BEGIN

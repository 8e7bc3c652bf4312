use std::fs;
use std::path::{Path, PathBuf};

use anyhow::{Context, Result};
use rust_decimal::Decimal;
use serde::{Deserialize, Serialize};
use tally_core::{ColumnAliases, Money};
use tally_import::{AmountRule, MatchMode, NameExtractor, ReadOptions, DEFAULT_CATEGORY_COLUMN};

/// Looked up in the working directory when `--config` is not given.
pub const DEFAULT_CONFIG_FILE: &str = "tally.toml";

#[derive(Debug, Clone, Default, PartialEq, Serialize, Deserialize)]
#[serde(default)]
pub struct Config {
    pub classify: ClassifySection,
    pub columns: ColumnAliases,
    pub extract: ExtractSection,
    pub interbank: InterbankSection,
    pub input: ReadOptions,
}

#[derive(Debug, Clone, PartialEq, Serialize, Deserialize)]
#[serde(default)]
pub struct ClassifySection {
    /// Rule table used when `--rules` is not given.
    pub rules: Option<PathBuf>,
    /// Sheet of a workbook rule table; the first sheet when unset. `[input]`
    /// settings apply to statements only.
    pub rules_sheet: Option<String>,
    pub category_column: String,
}

impl Default for ClassifySection {
    fn default() -> Self {
        Self {
            rules: None,
            rules_sheet: None,
            category_column: DEFAULT_CATEGORY_COLUMN.to_string(),
        }
    }
}

/// Extra stop words and protocol markers, added to the built-in lists.
#[derive(Debug, Clone, Default, PartialEq, Serialize, Deserialize)]
#[serde(default)]
pub struct ExtractSection {
    pub stop_words: Vec<String>,
    pub protocol_markers: Vec<String>,
}

#[derive(Debug, Clone, PartialEq, Serialize, Deserialize)]
#[serde(default)]
pub struct InterbankSection {
    pub mode: MatchMode,
    /// Pairwise amounts match when they differ by strictly less than this.
    pub tolerance: Decimal,
    /// Exact amounts with duplicate records dropped; overrides `tolerance`.
    pub strict: bool,
}

impl Default for InterbankSection {
    fn default() -> Self {
        Self {
            mode: MatchMode::Auto,
            tolerance: Decimal::ONE,
            strict: false,
        }
    }
}

impl Config {
    pub fn name_extractor(&self) -> NameExtractor {
        NameExtractor::new()
            .with_stop_words(&self.extract.stop_words)
            .with_protocol_markers(&self.extract.protocol_markers)
    }

    pub fn read_options(&self, sheet: Option<&str>) -> ReadOptions {
        let mut options = self.input.clone();
        if let Some(sheet) = sheet {
            options.sheet = Some(sheet.to_string());
        }
        options
    }

    /// Read options for the rule table. Rule files always start with their
    /// header row.
    pub fn rule_read_options(&self) -> ReadOptions {
        ReadOptions {
            sheet: self.classify.rules_sheet.clone(),
            skip_rows: 0,
        }
    }

    pub fn amount_rule(&self, strict: bool) -> AmountRule {
        if strict || self.interbank.strict {
            AmountRule::Exact
        } else {
            AmountRule::Within(Money::from_decimal(self.interbank.tolerance))
        }
    }
}

pub fn parse_config(s: &str) -> Result<Config> {
    toml::from_str(s).context("parse config")
}

/// Loads `explicit` if given, else `tally.toml` from the working directory
/// if present, else the defaults.
pub fn load_config(explicit: Option<&Path>) -> Result<Config> {
    let path = match explicit {
        Some(p) => p.to_path_buf(),
        None => {
            let p = PathBuf::from(DEFAULT_CONFIG_FILE);
            if !p.exists() {
                return Ok(Config::default());
            }
            p
        }
    };
    let s = fs::read_to_string(&path).with_context(|| format!("read {}", path.display()))?;
    let config = parse_config(&s).with_context(|| format!("in {}", path.display()))?;
    tracing::debug!("Loaded config from {}", path.display());
    Ok(config)
}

END

- [Problem to solve] Using the entries, return every line where the word "toml" can be found.

- [The completed task]
pub const DEFAULT_CONFIG_FILE: &str = "tally.toml";
    toml::from_str(s).context("parse config")
/// Loads `explicit` if given, else `tally.toml` from the working directory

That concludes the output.